The problem isn't your technique. It's the shirt.
Why Shirts Come Untucked on Tall Guys
Standard dress shirts are cut with about 31–32" of body length. For a guy who's 5'10", that's enough fabric to tuck securely into the waistband with extra to spare. For someone 6'3"? That same shirt barely reaches the waistband, and any movement pulls it out.
There are three mechanical reasons shirts come untucked:
- Insufficient body length — Not enough fabric below the waistband to create a "lock"
- No drop-tail hem — A straight-cut hem slides out more easily than a curved one
- Wrong rise pairing — Even a long shirt can come untucked if your pants sit too low
Fit Takeaway
You need at least 33–35" of body length from the highest point of the shoulder (HPS) to the longest point of the hem for a shirt to reliably stay tucked at 6'2"+.
The Three Fixes
Fix 1: Get the Right Body Length
This is the most important factor. A tall-cut dress shirt should add 2–3" to the body compared to the standard size. For most tall guys, that means:
- 6'2"–6'4": Look for 33–34" body length
- 6'5"–6'7": Look for 34–36" body length
- 6'8"+: Custom or brands specializing in extra-tall (American Tall goes up to 7')
Fix 2: Look for a Drop-Tail Hem
A drop-tail (or "shirt-tail") hem is longer in the front and back than on the sides. This creates more fabric where it matters — right at the tuck point. When you sit down, the extra length in front prevents the shirt from pulling out of your waistband.
Straight-cut hems work fine for untucked casual shirts. For anything you're tucking in, insist on a drop-tail.
Fix 3: Pair With the Right Rise
Your shirt can be long enough and still come untucked if your pants have a low rise.
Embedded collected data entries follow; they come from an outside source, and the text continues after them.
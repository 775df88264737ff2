//! OpenAI Responses API rewriter.

use async_trait::async_trait;
use serde_json::{Value, json};
use std::time::Duration;
use tracing::debug;

use super::{RewriteRequest, Rewriter};
use crate::config::PolishConfig;
use crate::error::{AtlasError, Result};

const USER_PREAMBLE: &str = "Polish this narrative. Return ONLY JSON.";

/// Upstream error bodies are truncated to this many characters
const MAX_ERROR_BODY_CHARS: usize = 500;

pub struct OpenAiRewriter {
    client: reqwest::Client,
    api_key: String,
    model: String,
    base_url: String,
    timeout_ms: u64,
}

impl OpenAiRewriter {
    pub fn new(api_key: String, model: String, base_url: String, timeout_ms: u64) -> Result<Self> {
        let client = reqwest::Client::builder()
            .timeout(Duration::from_millis(timeout_ms))
            .build()
            .map_err(|e| AtlasError::Internal {
                message: format!("Failed to build HTTP client: {}", e),
            })?;
        Ok(Self {
            client,
            api_key,
            model,
            base_url,
            timeout_ms,
        })
    }

    pub fn from_config(cfg: &PolishConfig) -> Result<Self> {
        let api_key = cfg.api_key.clone().ok_or_else(|| AtlasError::Config {
            message: "OPENAI_API_KEY is not set".to_string(),
        })?;
        Self::new(
            api_key,
            cfg.model.clone(),
            cfg.base_url.clone(),
            cfg.timeout_ms,
        )
    }

    fn endpoint(&self) -> String {
        format!("{}/responses", self.base_url.trim_end_matches('/'))
    }

    fn transport_error(&self, err: reqwest::Error) -> AtlasError {
        if err.is_timeout() {
            AtlasError::Timeout {
                operation: "narrative rewrite".to_string(),
                timeout_ms: self.timeout_ms,
            }
        } else {
            err.into()
        }
    }
}

/// Text of a Responses API reply: `output_text` if present, otherwise all
/// `output_text` parts of the `output` messages joined together.
pub fn response_text(val: &Value) -> Option<String> {
    if let Some(text) = val.get("output_text").and_then(Value::as_str) {
        return Some(text.to_string());
    }
    let parts: Vec<&str> = val
        .get("output")?
        .as_array()?
        .iter()
        .filter_map(|item| item.get("content").and_then(Value::as_array))
        .flatten()
        .filter(|part| part.get("type").and_then(Value::as_str) == Some("output_text"))
        .filter_map(|part| part.get("text").and_then(Value::as_str))
        .collect();
    if parts.is_empty() {
        None
    } else {
        Some(parts.concat())
    }
}

#[async_trait]
impl Rewriter for OpenAiRewriter {
    async fn rewrite(&self, instructions: &str, request: &RewriteRequest) -> Result<String> {
        let payload = serde_json::to_string(request)?;
        let body = json!({
            "model": self.model,
            "instructions": instructions,
            "input": [
                {"role": "user", "content": USER_PREAMBLE},
                {"role": "user", "content": payload},
            ],
            "text": {"verbosity": "low"},
        });

        debug!(model = %self.model, "Sending narrative rewrite request");

        // Single round-trip: no retry or backoff here
        let resp = self
            .client
            .post(self.endpoint())
            .bearer_auth(&self.api_key)
            .json(&body)
            .send()
            .await
            .map_err(|e| self.transport_error(e))?;

        let status = resp.status();
        if !status.is_success() {
            let body_text = resp
                .text()
                .await
                .unwrap_or_else(|_| "Unable to read response body".to_string());
            return Err(AtlasError::Upstream {
                status: status.as_u16(),
                body: body_text.chars().take(MAX_ERROR_BODY_CHARS).collect(),
            });
        }

        let val: Value = resp.json().await.map_err(|e| self.transport_error(e))?;
        response_text(&val).ok_or_else(|| AtlasError::MalformedResponse {
            message: "response carried no output text".to_string(),
        })
    }
}

#[cfg(test)]
mod tests {
    use super::*;

    #[test]
    fn test_output_text_shortcut() {
        let v = json!({"output_text": "{\"hypotheses\": []}"});
        assert_eq!(response_text(&v).as_deref(), Some("{\"hypotheses\": []}"));
    }

    #[test]
    fn test_output_message_parts() {
        let v = json!({
            "output": [
                {"type": "reasoning", "summary": []},
                {"type": "message", "content": [
                    {"type": "output_text", "text": "{\"sugg"},
                    {"type": "refusal", "refusal": "no"},
                    {"type": "output_text", "text": "estions\": [\"x\"]}"}
                ]}
            ]
        });
        assert_eq!(
            response_text(&v).as_deref(),
            Some("{\"suggestions\": [\"x\"]}")
        );
    }

    #[test]
    fn test_no_text() {
        assert_eq!(response_text(&json!({"output": []})), None);
        assert_eq!(response_text(&json!({"id": "resp_1"})), None);
    }

    #[test]
    fn test_endpoint_trims_slash() {
        let r = OpenAiRewriter::new("k".into(), "m".into(), "http://localhost:9/v1/".into(), 100)
            .unwrap();
        assert_eq!(r.endpoint(), "http://localhost:9/v1/responses");
    }

    #[test]
    fn test_from_config_requires_key() {
        let cfg = PolishConfig {
            enabled: true,
            ..Default::default()
        };
        assert!(matches!(
            OpenAiRewriter::from_config(&cfg),
            Err(AtlasError::Config { .. })
        ));
    }
}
Mid-rise or high-rise pants create a higher waistband, which gives the shirt more fabric to tuck into and more friction to hold it there.
What to Buy
Dress shirts specifically labeled "tall" with drop-tail hems from brands like American Tall, Charles Tyrwhitt (select tall styles), and UNTUCKit Tall (yes, they make tuck-friendly options too).
Fabric Matters Too
Stiffer fabrics (like heavy oxford cloth) tend to stay tucked better because they hold their shape against your body. Silky, lightweight fabrics slide more easily.
Adding a small amount of stretch (2–5% elastane) helps too — the fabric moves with you instead of pulling against the tuck when you bend or reach.
The Shirt-Stay Debate
Shirt stays (elastic straps that clip from your shirttail to your socks) are an option, but they're a band-aid, not a fix. If your shirt is the right length, you shouldn't need them. That said, for guys in suits all day, they can add extra insurance.
What to Avoid
- "Slim fit" without "tall" — Slim fit often means shorter body, not longer
- Standard XL/XXL — These add chest width, not body length
- Untucked-designed shirts for tucking — They're intentionally cut shorter
What to Avoid
Big & Tall departments that only stock 1X–5X. These are designed for big, not tall. The proportions are wrong in every dimension.
Bottom Line
A shirt that stays tucked isn't about willpower or special tucking techniques. It's about getting enough body length (33–35" for most tall guys), a drop-tail hem, and pairing it with mid-rise pants. Get those three right, and you'll stop re-tucking before lunch.